Data Engineer – Streaming & Real-Time Storage
Job Title: Data Engineer – Streaming & Real-Time Storage
Level: Intermediate / Senior
Employment Type: Full-time
Role Overview
We are seeking a Data Engineer to own and optimize the data infrastructure that powers our automation and AI ecosystem. You will be responsible for ensuring high-concurrency, low-latency data flow, maintaining data integrity, and designing storage strategies that support both real-time analytics and AI model outputs.

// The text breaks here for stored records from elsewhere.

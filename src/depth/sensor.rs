//! Hardware depth-session provider
//!
//! Wraps a [`DepthSession`] that renders the camera feed into the shared
//! camera texture and yields 16-bit depth frames. Each sample is normalized
//! against a fixed millimeter ceiling and uploaded as a single-channel float
//! texture. A "not yet available" result from the session is expected
//! steady-state and ignored.

use crate::compositor::GpuContext;

use super::{
    DepthImage16, DepthMode, DepthProvider, DepthSession, DepthTexture, FocusMode, ProviderState,
    RenderCadence, SessionConfig, SessionError, MAX_DEPTH_MM,
};

pub struct SensorDepthProvider {
    session: Box<dyn DepthSession>,
    state: ProviderState,
    texture: Option<DepthTexture>,
    /// Reusable conversion buffer, grown on demand and never shrunk.
    convert_buf: Vec<f32>,
}

impl SensorDepthProvider {
    pub fn new(session: Box<dyn DepthSession>) -> Self {
        Self {
            session,
            state: ProviderState::Uninitialized,
            texture: None,
            convert_buf: Vec::new(),
        }
    }

    fn upload(&mut self, gpu: &GpuContext, image: &DepthImage16) {
        if image.samples.len() != (image.width * image.height) as usize {
            log::warn!(
                "Discarding malformed depth frame ({}x{}, {} samples)",
                image.width,
                image.height,
                image.samples.len()
            );
            return;
        }

        normalize_depth(&image.samples, &mut self.convert_buf);

        let recreate = self
            .texture
            .as_ref()
            .map_or(true, |t| !t.matches(image.width, image.height));
        if recreate {
            self.texture = Some(DepthTexture::new(
                gpu,
                image.width,
                image.height,
                wgpu::TextureFormat::R32Float,
                "Depth Texture",
            ));
        }

        if let Some(texture) = &self.texture {
            gpu.queue.write_texture(
                wgpu::TexelCopyTextureInfo {
                    texture: texture.texture(),
                    mip_level: 0,
                    origin: wgpu::Origin3d::ZERO,
                    aspect: wgpu::TextureAspect::All,
                },
                bytemuck::cast_slice(&self.convert_buf),
                wgpu::TexelCopyBufferLayout {
                    offset: 0,
                    bytes_per_row: Some(image.width * 4),
                    rows_per_image: Some(image.height),
                },
                wgpu::Extent3d {
                    width: image.width,
                    height: image.height,
                    depth_or_array_layers: 1,
                },
            );
        }
    }
}

impl DepthProvider for SensorDepthProvider {
    fn initialize(&mut self, _gpu: &GpuContext, width: u32, height: u32, camera_texture: &wgpu::Texture) {
        if self.state != ProviderState::Uninitialized {
            return;
        }

        let config = SessionConfig {
            depth_mode: DepthMode::Automatic,
            focus_mode: FocusMode::Auto,
            display_width: width,
            display_height: height,
        };

        match self.session.configure(config, camera_texture) {
            Ok(()) => {
                self.state = ProviderState::Initialized;
                log::info!("Depth session configured ({}x{})", width, height);
            }
            Err(e) => {
                log::error!("Failed to configure depth session: {}", e);
                self.session.close();
            }
        }
    }

    fn resume(&mut self) {
        if !matches!(self.state, ProviderState::Initialized | ProviderState::Paused) {
            return;
        }
        match self.session.resume() {
            Ok(()) => {
                self.state = ProviderState::Resumed;
                log::info!("Depth session resumed");
            }
            Err(e) => {
                log::error!("Failed to resume depth session: {}", e);
            }
        }
    }

    fn pause(&mut self) {
        if self.state != ProviderState::Resumed {
            return;
        }
        self.session.pause();
        self.state = ProviderState::Paused;
        log::info!("Depth session paused");
    }

    fn update(&mut self, gpu: &GpuContext) {
        if self.state != ProviderState::Resumed {
            return;
        }

        match self.session.acquire_depth() {
            Ok(image) => self.upload(gpu, &image),
            Err(SessionError::NotYetAvailable) => {}
            Err(e) => {
                log::warn!("Failed to acquire depth frame: {}", e);
            }
        }
    }

    fn depth_texture(&self) -> Option<&wgpu::TextureView> {
        self.texture.as_ref().map(|t| t.view())
    }

    fn release(&mut self) {
        if self.state == ProviderState::Released {
            return;
        }
        if self.state == ProviderState::Resumed {
            self.session.pause();
        }
        self.session.close();
        self.texture = None;
        self.state = ProviderState::Released;
        log::info!("Depth session released");
    }

    fn cadence(&self) -> RenderCadence {
        RenderCadence::Continuous
    }

    fn state(&self) -> ProviderState {
        self.state
    }
}

/// Convert 16-bit millimeter depth samples to normalized floats in [0, 1].
/// The output buffer is reused across frames; its capacity only grows.
pub(crate) fn normalize_depth(samples: &[u16], out: &mut Vec<f32>) {
    out.clear();
    out.extend(
        samples
            .iter()
            .map(|&mm| (mm as f32 / MAX_DEPTH_MM).clamp(0.0, 1.0)),
    );
}

#[cfg(test)]
mod tests {
    use std::sync::Arc;

    use parking_lot::Mutex;

    use super::*;
    use crate::compositor::test_gpu;

    #[derive(Default)]
    struct SessionLog {
        configure: usize,
        resume: usize,
        pause: usize,
        acquire: usize,
        close: usize,
    }

    struct MockSession {
        log: Arc<Mutex<SessionLog>>,
        fail_configure: bool,
        depth: Option<DepthImage16>,
    }

    impl MockSession {
        fn new(log: Arc<Mutex<SessionLog>>) -> Self {
            Self {
                log,
                fail_configure: false,
                depth: None,
            }
        }
    }

    impl DepthSession for MockSession {
        fn configure(
            &mut self,
            _config: SessionConfig,
            _camera_texture: &wgpu::Texture,
        ) -> Result<(), SessionError> {
            self.log.lock().configure += 1;
            if self.fail_configure {
                Err(SessionError::Backend("no depth hardware".into()))
            } else {
                Ok(())
            }
        }

        fn resume(&mut self) -> Result<(), SessionError> {
            self.log.lock().resume += 1;
            Ok(())
        }

        fn pause(&mut self) {
            self.log.lock().pause += 1;
        }

        fn acquire_depth(&mut self) -> Result<DepthImage16, SessionError> {
            self.log.lock().acquire += 1;
            match self.depth.take() {
                Some(image) => Ok(image),
                None => Err(SessionError::NotYetAvailable),
            }
        }

        fn close(&mut self) {
            self.log.lock().close += 1;
        }
    }

    fn camera_texture(gpu: &crate::compositor::GpuContext) -> wgpu::Texture {
        gpu.device.create_texture(&wgpu::TextureDescriptor {
            label: Some("Test Camera Texture"),
            size: wgpu::Extent3d {
                width: 64,
                height: 64,
                depth_or_array_layers: 1,
            },
            mip_level_count: 1,
            sample_count: 1,
            dimension: wgpu::TextureDimension::D2,
            format: wgpu::TextureFormat::Rgba8Unorm,
            usage: wgpu::TextureUsages::TEXTURE_BINDING | wgpu::TextureUsages::COPY_DST,
            view_formats: &[],
        })
    }

    #[test]
    fn normalize_clamps_to_ceiling() {
        let mut out = Vec::new();
        normalize_depth(&[0, 4000, 8000, 9500], &mut out);
        assert_eq!(out, vec![0.0, 0.5, 1.0, 1.0]);
    }

    #[test]
    fn normalize_reuses_buffer() {
        let mut out = Vec::new();
        normalize_depth(&[1000; 512], &mut out);
        let capacity = out.capacity();
        normalize_depth(&[2000; 16], &mut out);
        assert_eq!(out.len(), 16);
        assert!(out.capacity() >= capacity);
    }

    #[test]
    fn update_before_resume_does_not_poll_session() {
        let Some(gpu) = test_gpu() else {
            eprintln!("no GPU adapter available, skipping");
            return;
        };
        let log = Arc::new(Mutex::new(SessionLog::default()));
        let mut provider = SensorDepthProvider::new(Box::new(MockSession::new(log.clone())));
        provider.initialize(&gpu, 64, 64, &camera_texture(&gpu));
        assert_eq!(provider.state(), ProviderState::Initialized);

        provider.update(&gpu);

        assert_eq!(log.lock().acquire, 0);
        assert!(provider.depth_texture().is_none());
    }

    #[test]
    fn not_yet_available_is_swallowed() {
        let Some(gpu) = test_gpu() else {
            eprintln!("no GPU adapter available, skipping");
            return;
        };
        let log = Arc::new(Mutex::new(SessionLog::default()));
        let mut provider = SensorDepthProvider::new(Box::new(MockSession::new(log.clone())));
        provider.initialize(&gpu, 64, 64, &camera_texture(&gpu));
        provider.resume();
        assert_eq!(provider.state(), ProviderState::Resumed);

        provider.update(&gpu);

        assert_eq!(log.lock().acquire, 1);
        assert!(provider.depth_texture().is_none());
    }

    #[test]
    fn depth_frame_creates_texture() {
        let Some(gpu) = test_gpu() else {
            eprintln!("no GPU adapter available, skipping");
            return;
        };
        let log = Arc::new(Mutex::new(SessionLog::default()));
        let mut session = MockSession::new(log);
        session.depth = Some(DepthImage16 {
            width: 160,
            height: 120,
            samples: vec![4000; 160 * 120],
        });
        let mut provider = SensorDepthProvider::new(Box::new(session));
        provider.initialize(&gpu, 64, 64, &camera_texture(&gpu));
        provider.resume();

        provider.update(&gpu);

        assert!(provider.depth_texture().is_some());
        let texture = provider.texture.as_ref().unwrap();
        assert_eq!(texture.size(), (160, 120));
    }

    #[test]
    fn configure_failure_leaves_uninitialized() {
        let Some(gpu) = test_gpu() else {
            eprintln!("no GPU adapter available, skipping");
            return;
        };
        let log = Arc::new(Mutex::new(SessionLog::default()));
        let mut session = MockSession::new(log.clone());
        session.fail_configure = true;
        let mut provider = SensorDepthProvider::new(Box::new(session));

        provider.initialize(&gpu, 64, 64, &camera_texture(&gpu));

        assert_eq!(provider.state(), ProviderState::Uninitialized);
        assert_eq!(log.lock().close, 1);

        // Out-of-order lifecycle calls stay silent no-ops.
        provider.resume();
        provider.pause();
        assert_eq!(provider.state(), ProviderState::Uninitialized);
        assert_eq!(log.lock().resume, 0);
    }

    #[test]
    fn initialize_is_idempotent_after_success() {
        let Some(gpu) = test_gpu() else {
            eprintln!("no GPU adapter available, skipping");
            return;
        };
        let log = Arc::new(Mutex::new(SessionLog::default()));
        let mut provider = SensorDepthProvider::new(Box::new(MockSession::new(log.clone())));
        let texture = camera_texture(&gpu);

        provider.initialize(&gpu, 64, 64, &texture);
        provider.initialize(&gpu, 64, 64, &texture);

        assert_eq!(log.lock().configure, 1);
    }

    #[test]
    fn pause_resume_round_trip() {
        let Some(gpu) = test_gpu() else {
            eprintln!("no GPU adapter available, skipping");
            return;
        };
        let log = Arc::new(Mutex::new(SessionLog::default()));
        let mut provider = SensorDepthProvider::new(Box::new(MockSession::new(log.clone())));
        provider.initialize(&gpu, 64, 64, &camera_texture(&gpu));

        // pause before resume is a no-op
        provider.pause();
        assert_eq!(provider.state(), ProviderState::Initialized);
        assert_eq!(log.lock().pause, 0);

        provider.resume();
        provider.pause();
        provider.resume();
        assert_eq!(provider.state(), ProviderState::Resumed);
        assert_eq!(log.lock().resume, 2);
        assert_eq!(log.lock().pause, 1);
    }

    #[test]
    fn release_twice_is_safe() {
        let Some(gpu) = test_gpu() else {
            eprintln!("no GPU adapter available, skipping");
            return;
        };
        let log = Arc::new(Mutex::new(SessionLog::default()));
        let mut provider = SensorDepthProvider::new(Box::new(MockSession::new(log.clone())));
        provider.initialize(&gpu, 64, 64, &camera_texture(&gpu));
        provider.resume();

        provider.release();
        provider.release();

        assert_eq!(provider.state(), ProviderState::Released);
        assert!(provider.depth_texture().is_none());
        // resumed sessions are paused before closing, exactly once
        assert_eq!(log.lock().pause, 1);
        assert_eq!(log.lock().close, 1);

        // released is terminal
        provider.resume();
        assert_eq!(provider.state(), ProviderState::Released);
    }
}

This role requires expertise in streaming architectures, database optimization, and system integration, with a focus on maintaining performance as data volume grows.
Key Responsibilities
Pipeline Optimization & Streaming
Refine and manage Kafka stream consumers and producers for high-throughput, low-latency processing
Ensure timely ingestion of data from RPA sources to storage and analytical sinks
Monitor, troubleshoot, and optimize streaming pipelines for reliability and performance
Schema & Storage Design
Optimize relational (MySQL) and non-relational storage strategies for high-write environments
Design scalable schemas to support AI/ML outputs and downstream analytics
Implement storage solutions that balance speed, reliability, and query efficiency
Data Governance & Quality
Ensure data integrity, consistency, and quality across streaming pipelines
Collaborate with data engineers and analysts to enforce standards and monitoring
Implement validation and alerting mechanisms for real-time data
Scaling & Performance Strategy
Design high-performance ingestion patterns to replace basic database inserts where needed
Support infrastructure growth, ensuring the system scales with increasing data volumes
Provide guidance on architectural improvements and optimization opportunities
Technical Requirements
Streaming & Messaging: Expert knowledge of Kafka (Producers/Consumers, Connect, Schema Registry)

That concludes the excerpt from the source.